▼▼▼

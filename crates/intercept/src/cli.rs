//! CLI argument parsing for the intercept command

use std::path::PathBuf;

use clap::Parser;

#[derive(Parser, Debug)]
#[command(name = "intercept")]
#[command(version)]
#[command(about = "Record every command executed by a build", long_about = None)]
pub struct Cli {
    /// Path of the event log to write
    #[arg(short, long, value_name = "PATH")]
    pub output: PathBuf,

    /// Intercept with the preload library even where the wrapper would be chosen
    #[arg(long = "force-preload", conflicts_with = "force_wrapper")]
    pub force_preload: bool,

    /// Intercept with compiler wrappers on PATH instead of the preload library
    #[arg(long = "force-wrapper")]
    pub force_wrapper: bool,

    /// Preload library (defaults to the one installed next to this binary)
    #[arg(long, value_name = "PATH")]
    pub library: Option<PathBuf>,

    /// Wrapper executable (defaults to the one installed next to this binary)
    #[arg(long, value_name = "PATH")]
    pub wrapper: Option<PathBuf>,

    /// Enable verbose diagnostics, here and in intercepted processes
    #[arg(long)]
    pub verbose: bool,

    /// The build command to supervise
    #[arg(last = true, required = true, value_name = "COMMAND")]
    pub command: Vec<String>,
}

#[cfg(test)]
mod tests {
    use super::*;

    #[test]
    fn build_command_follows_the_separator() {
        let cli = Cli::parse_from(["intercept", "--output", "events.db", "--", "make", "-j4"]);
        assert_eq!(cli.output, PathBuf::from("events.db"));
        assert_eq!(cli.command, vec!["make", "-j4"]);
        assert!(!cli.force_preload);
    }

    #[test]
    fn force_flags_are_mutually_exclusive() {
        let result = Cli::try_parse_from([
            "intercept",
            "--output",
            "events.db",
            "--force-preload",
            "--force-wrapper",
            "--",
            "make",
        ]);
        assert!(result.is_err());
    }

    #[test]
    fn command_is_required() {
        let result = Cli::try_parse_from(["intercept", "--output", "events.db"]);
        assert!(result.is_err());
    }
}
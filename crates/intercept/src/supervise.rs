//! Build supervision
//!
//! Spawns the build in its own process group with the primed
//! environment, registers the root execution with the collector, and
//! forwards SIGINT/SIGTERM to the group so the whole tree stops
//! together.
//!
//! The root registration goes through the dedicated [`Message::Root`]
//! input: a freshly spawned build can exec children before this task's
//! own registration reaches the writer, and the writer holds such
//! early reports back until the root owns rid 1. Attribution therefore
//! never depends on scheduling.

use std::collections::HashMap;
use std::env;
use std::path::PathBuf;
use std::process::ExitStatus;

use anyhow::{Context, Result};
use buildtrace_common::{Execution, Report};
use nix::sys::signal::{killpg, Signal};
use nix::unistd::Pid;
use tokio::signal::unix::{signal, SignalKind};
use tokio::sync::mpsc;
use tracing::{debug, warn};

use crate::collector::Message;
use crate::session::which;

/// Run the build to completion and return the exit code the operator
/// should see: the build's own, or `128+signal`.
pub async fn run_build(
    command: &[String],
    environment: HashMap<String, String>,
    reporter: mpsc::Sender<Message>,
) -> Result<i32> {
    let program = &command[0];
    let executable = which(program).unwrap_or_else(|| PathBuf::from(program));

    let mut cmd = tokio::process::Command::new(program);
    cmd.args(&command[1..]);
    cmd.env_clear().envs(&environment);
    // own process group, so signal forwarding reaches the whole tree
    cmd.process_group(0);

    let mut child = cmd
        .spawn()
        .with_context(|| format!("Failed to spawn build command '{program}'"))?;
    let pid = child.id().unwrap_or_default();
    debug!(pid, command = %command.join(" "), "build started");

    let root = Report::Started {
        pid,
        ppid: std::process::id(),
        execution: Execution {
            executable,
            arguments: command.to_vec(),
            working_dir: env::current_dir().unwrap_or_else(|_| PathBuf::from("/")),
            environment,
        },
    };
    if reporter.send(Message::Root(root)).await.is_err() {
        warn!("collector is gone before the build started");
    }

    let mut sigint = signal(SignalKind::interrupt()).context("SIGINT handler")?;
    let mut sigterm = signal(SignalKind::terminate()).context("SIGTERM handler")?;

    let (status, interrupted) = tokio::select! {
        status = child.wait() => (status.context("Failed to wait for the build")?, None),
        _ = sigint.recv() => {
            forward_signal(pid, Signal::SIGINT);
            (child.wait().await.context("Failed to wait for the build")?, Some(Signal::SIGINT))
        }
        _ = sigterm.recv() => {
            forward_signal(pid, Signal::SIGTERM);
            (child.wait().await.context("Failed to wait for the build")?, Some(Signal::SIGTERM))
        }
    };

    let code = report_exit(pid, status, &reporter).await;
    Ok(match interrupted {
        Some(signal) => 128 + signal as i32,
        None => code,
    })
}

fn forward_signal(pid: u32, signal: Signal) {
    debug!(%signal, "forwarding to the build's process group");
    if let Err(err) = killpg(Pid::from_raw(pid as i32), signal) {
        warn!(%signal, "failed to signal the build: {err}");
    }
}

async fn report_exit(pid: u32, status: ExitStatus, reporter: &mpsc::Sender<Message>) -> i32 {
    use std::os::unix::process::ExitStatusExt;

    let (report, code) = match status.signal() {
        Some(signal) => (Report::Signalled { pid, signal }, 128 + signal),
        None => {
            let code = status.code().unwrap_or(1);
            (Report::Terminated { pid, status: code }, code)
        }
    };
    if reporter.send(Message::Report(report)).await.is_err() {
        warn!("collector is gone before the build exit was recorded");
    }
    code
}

▲▲▲

# WHAT THE TASK ASKS
With nothing left out, copy every record exactly.

# ANSWER AREA
filename crates/intercept/src/cli.rs
//! CLI argument parsing for the intercept command

use std::path::PathBuf;

use clap::Parser;

#[derive(Parser, Debug)]
#[command(name = "intercept")]
#[command(version)]
#[command(about = "Record every command executed by a build", long_about = None)]
pub struct Cli {
    /// Path of the event log to write
    #[arg(short, long, value_name = "PATH")]
    pub output: PathBuf,

    /// Intercept with the preload library even where the wrapper would be chosen
    #[arg(long = "force-preload", conflicts_with = "force_wrapper")]
    pub force_preload: bool,

    /// Intercept with compiler wrappers on PATH instead of the preload library
    #[arg(long = "force-wrapper")]
    pub force_wrapper: bool,

    /// Preload library (defaults to the one installed next to this binary)
    #[arg(long, value_name = "PATH")]
    pub library: Option<PathBuf>,

    /// Wrapper executable (defaults to the one installed next to this binary)
    #[arg(long, value_name = "PATH")]
    pub wrapper: Option<PathBuf>,

    /// Enable verbose diagnostics, here and in intercepted processes
    #[arg(long)]
    pub verbose: bool,

    /// The build command to supervise
    #[arg(last = true, required = true, value_name = "COMMAND")]
    pub command: Vec<String>,
}

#[cfg(test)]
mod tests {
    use super::*;

    #[test]
    fn build_command_follows_the_separator() {
        let cli = Cli::parse_from(["intercept", "--output", "events.db", "--", "make", "-j4"]);
        assert_eq!(cli.output, PathBuf::from("events.db"));
        assert_eq!(cli.command, vec!["make", "-j4"]);
        assert!(!cli.force_preload);
    }

    #[test]
    fn force_flags_are_mutually_exclusive() {
        let result = Cli::try_parse_from([
            "intercept",
            "--output",
            "events.db",
            "--force-preload",
            "--force-wrapper",
            "--",
            "make",
        ]);
        assert!(result.is_err());
    }

    #[test]
    fn command_is_required() {
        let result = Cli::try_parse_from(["intercept", "--output", "events.db"]);
        assert!(result.is_err());
    }
}
filename crates/intercept/src/supervise.rs
//! Build supervision
//!
//! Spawns the build in its own process group with the primed
//! environment, registers the root execution with the collector, and
//! forwards SIGINT/SIGTERM to the group so the whole tree stops
//! together.
//!
//! The root registration goes through the dedicated [`Message::Root`]
//! input: a freshly spawned build can exec children before this task's
//! own registration reaches the writer, and the writer holds such
//! early reports back until the root owns rid 1. Attribution therefore
//! never depends on scheduling.

use std::collections::HashMap;
use std::env;
use std::path::PathBuf;
use std::process::ExitStatus;

use anyhow::{Context, Result};
use buildtrace_common::{Execution, Report};
use nix::sys::signal::{killpg, Signal};
use nix::unistd::Pid;
use tokio::signal::unix::{signal, SignalKind};
use tokio::sync::mpsc;
use tracing::{debug, warn};

use crate::collector::Message;
use crate::session::which;

/// Run the build to completion and return the exit code the operator
/// should see: the build's own, or `128+signal`.
pub async fn run_build(
    command: &[String],
    environment: HashMap<String, String>,
    reporter: mpsc::Sender<Message>,
) -> Result<i32> {
    let program = &command[0];
    let executable = which(program).unwrap_or_else(|| PathBuf::from(program));

    let mut cmd = tokio::process::Command::new(program);
    cmd.args(&command[1..]);
    cmd.env_clear().envs(&environment);
    // own process group, so signal forwarding reaches the whole tree
    cmd.process_group(0);

    let mut child = cmd
        .spawn()
        .with_context(|| format!("Failed to spawn build command '{program}'"))?;
    let pid = child.id().unwrap_or_default();
    debug!(pid, command = %command.join(" "), "build started");

    let root = Report::Started {
        pid,
        ppid: std::process::id(),
        execution: Execution {
            executable,
            arguments: command.to_vec(),
            working_dir: env::current_dir().unwrap_or_else(|_| PathBuf::from("/")),
            environment,
        },
    };
    if reporter.send(Message::Root(root)).await.is_err() {
        warn!("collector is gone before the build started");
    }

    let mut sigint = signal(SignalKind::interrupt()).context("SIGINT handler")?;
    let mut sigterm = signal(SignalKind::terminate()).context("SIGTERM handler")?;

    let (status, interrupted) = tokio::select! {
        status = child.wait() => (status.context("Failed to wait for the build")?, None),
        _ = sigint.recv() => {
            forward_signal(pid, Signal::SIGINT);
            (child.wait().await.context("Failed to wait for the build")?, Some(Signal::SIGINT))
        }
        _ = sigterm.recv() => {
            forward_signal(pid, Signal::SIGTERM);
            (child.wait().await.context("Failed to wait for the build")?, Some(Signal::SIGTERM))
        }
    };

    let code = report_exit(pid, status, &reporter).await;
    Ok(match interrupted {
        Some(signal) => 128 + signal as i32,
        None => code,
    })
}

fn forward_signal(pid: u32, signal: Signal) {
    debug!(%signal, "forwarding to the build's process group");
    if let Err(err) = killpg(Pid::from_raw(pid as i32), signal) {
        warn!(%signal, "failed to signal the build: {err}");
    }
}

async fn report_exit(pid: u32, status: ExitStatus, reporter: &mpsc::Sender<Message>) -> i32 {
    use std::os::unix::process::ExitStatusExt;

    let (report, code) = match status.signal() {
        Some(signal) => (Report::Signalled { pid, signal }, 128 + signal),
        None => {
            let code = status.code().unwrap_or(1);
            (Report::Terminated { pid, status: code }, code)
        }
    };
    if reporter.send(Message::Report(report)).await.is_err() {
        warn!("collector is gone before the build exit was recorded");
    }
    code
}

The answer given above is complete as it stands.